--- Goal of the exercise ---
Copy every entry exactly.

--- Data in this exercise ---
<<<<

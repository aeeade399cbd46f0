use std::path::PathBuf;

use anyhow::Result;
use clap::{ArgAction, Parser, Subcommand};
use tracing_subscriber::EnvFilter;

use update_sealer::cli::{handle_check_command, handle_run_command};
use update_sealer::config::{paths::SealerPaths, settings::Settings};
use update_sealer::setup::WizardOutcome;

#[derive(Parser)]
#[command(
    name = "update-sealer",
    version,
    about = "Seal a cloud storage API token into the game's update data",
    long_about = "update-sealer checks a cloud storage API token against the game's \
                  remote folder, then encrypts it under a key derived from your \
                  passphrase and writes the update data (token, key index and \
                  version) into game/update_data."
)]
struct Cli {
    /// Base directory containing the game package [default: executable's directory]
    #[arg(long, global = true, env = "UPDATE_SEALER_DIR", value_name = "DIR")]
    data_dir: Option<PathBuf>,

    /// Cloud storage API host to check the token against
    #[arg(long, global = true, env = "UPDATE_SEALER_API_URL", value_name = "URL")]
    api_url: Option<String>,

    /// Increase log output (-v debug, -vv trace)
    #[arg(short, long, global = true, action = ArgAction::Count)]
    verbose: u8,

    #[command(subcommand)]
    command: Option<Commands>,
}

#[derive(Subcommand)]
enum Commands {
    /// Check a token, then create the update data (default)
    Run,

    /// Only check that a token can reach the game folder
    Check {
        /// API token; prompted for when omitted
        #[arg(long, env = "UPDATE_SEALER_TOKEN", hide_env_values = true)]
        token: Option<String>,
    },

    /// Show resolved paths and settings
    Config,
}

fn main() -> Result<()> {
    let cli = Cli::parse();
    init_tracing(cli.verbose);

    // Initialize paths and settings
    let paths = match cli.data_dir {
        Some(dir) => SealerPaths::with_base_dir(dir),
        None => SealerPaths::new()?,
    };
    let mut settings = Settings::load_or_default(&paths)?;
    if let Some(url) = cli.api_url {
        settings = settings.with_api_base_url(url);
    }

    match cli.command.unwrap_or(Commands::Run) {
        Commands::Run => match handle_run_command(&paths, &settings)? {
            WizardOutcome::Sealed(_) => println!("Token and key were created successfully."),
            WizardOutcome::AlreadySealed | WizardOutcome::Cancelled => {}
        },
        Commands::Check { token } => {
            handle_check_command(&settings, token)?;
        }
        Commands::Config => {
            println!("update-sealer Configuration");
            println!("===========================");
            println!("Base directory:   {}", paths.base_dir().display());
            println!("Output directory: {}", paths.update_data_dir().display());
            println!("Token file:       {}", paths.token_file().display());
            println!("Key file:         {}", paths.key_file().display());
            println!("Version file:     {}", paths.version_file().display());
            println!("Settings file:    {}", paths.settings_file().display());
            println!();
            println!("Settings:");
            println!("  API URL:        {}", settings.api_base_url);
            println!("  Remote folder:  {}", settings.remote_folder);
            println!("  Version marker: {}", settings.version_marker);
            match settings.request_timeout_secs {
                Some(secs) => println!("  Request timeout: {}s", secs),
                None => println!("  Request timeout: client default"),
            }
        }
    }

    Ok(())
}

/// Initializes the tracing subscriber; `RUST_LOG` wins over `-v`.
fn init_tracing(verbose: u8) {
    let level = match verbose {
        0 => "warn",
        1 => "update_sealer=debug,warn",
        _ => "update_sealer=trace,info",
    };
    let filter = EnvFilter::try_from_default_env().unwrap_or_else(|_| EnvFilter::new(level));

    tracing_subscriber::fmt()
        .with_env_filter(filter)
        .with_writer(std::io::stderr)
        .with_target(true)
        .init();
}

>>>>

--- Expected output ---
repository aeeade399cbd46f0
use std::path::PathBuf;

use anyhow::Result;
use clap::{ArgAction, Parser, Subcommand};
use tracing_subscriber::EnvFilter;

use update_sealer::cli::{handle_check_command, handle_run_command};
use update_sealer::config::{paths::SealerPaths, settings::Settings};
use update_sealer::setup::WizardOutcome;

#[derive(Parser)]
#[command(
    name = "update-sealer",
    version,
    about = "Seal a cloud storage API token into the game's update data",
    long_about = "update-sealer checks a cloud storage API token against the game's \
                  remote folder, then encrypts it under a key derived from your \
                  passphrase and writes the update data (token, key index and \
                  version) into game/update_data."
)]
struct Cli {
    /// Base directory containing the game package [default: executable's directory]
    #[arg(long, global = true, env = "UPDATE_SEALER_DIR", value_name = "DIR")]
    data_dir: Option<PathBuf>,

    /// Cloud storage API host to check the token against
    #[arg(long, global = true, env = "UPDATE_SEALER_API_URL", value_name = "URL")]
    api_url: Option<String>,

    /// Increase log output (-v debug, -vv trace)
    #[arg(short, long, global = true, action = ArgAction::Count)]
    verbose: u8,

    #[command(subcommand)]
    command: Option<Commands>,
}

#[derive(Subcommand)]
enum Commands {
    /// Check a token, then create the update data (default)
    Run,

    /// Only check that a token can reach the game folder
    Check {
        /// API token; prompted for when omitted
        #[arg(long, env = "UPDATE_SEALER_TOKEN", hide_env_values = true)]
        token: Option<String>,
    },

    /// Show resolved paths and settings
    Config,
}

fn main() -> Result<()> {
    let cli = Cli::parse();
    init_tracing(cli.verbose);

    // Initialize paths and settings
    let paths = match cli.data_dir {
        Some(dir) => SealerPaths::with_base_dir(dir),
        None => SealerPaths::new()?,
    };
    let mut settings = Settings::load_or_default(&paths)?;
    if let Some(url) = cli.api_url {
        settings = settings.with_api_base_url(url);
    }

    match cli.command.unwrap_or(Commands::Run) {
        Commands::Run => match handle_run_command(&paths, &settings)? {
            WizardOutcome::Sealed(_) => println!("Token and key were created successfully."),
            WizardOutcome::AlreadySealed | WizardOutcome::Cancelled => {}
        },
        Commands::Check { token } => {
            handle_check_command(&settings, token)?;
        }
        Commands::Config => {
            println!("update-sealer Configuration");
            println!("===========================");
            println!("Base directory:   {}", paths.base_dir().display());
            println!("Output directory: {}", paths.update_data_dir().display());
            println!("Token file:       {}", paths.token_file().display());
            println!("Key file:         {}", paths.key_file().display());
            println!("Version file:     {}", paths.version_file().display());
            println!("Settings file:    {}", paths.settings_file().display());
            println!();
            println!("Settings:");
            println!("  API URL:        {}", settings.api_base_url);
            println!("  Remote folder:  {}", settings.remote_folder);
            println!("  Version marker: {}", settings.version_marker);
            match settings.request_timeout_secs {
                Some(secs) => println!("  Request timeout: {}s", secs),
                None => println!("  Request timeout: client default"),
            }
        }
    }

    Ok(())
}

/// Initializes the tracing subscriber; `RUST_LOG` wins over `-v`.
fn init_tracing(verbose: u8) {
    let level = match verbose {
        0 => "warn",
        1 => "update_sealer=debug,warn",
        _ => "update_sealer=trace,info",
    };
    let filter = EnvFilter::try_from_default_env().unwrap_or_else(|_| EnvFilter::new(level));

    tracing_subscriber::fmt()
        .with_env_filter(filter)
        .with_writer(std::io::stderr)
        .with_target(true)
        .init();
}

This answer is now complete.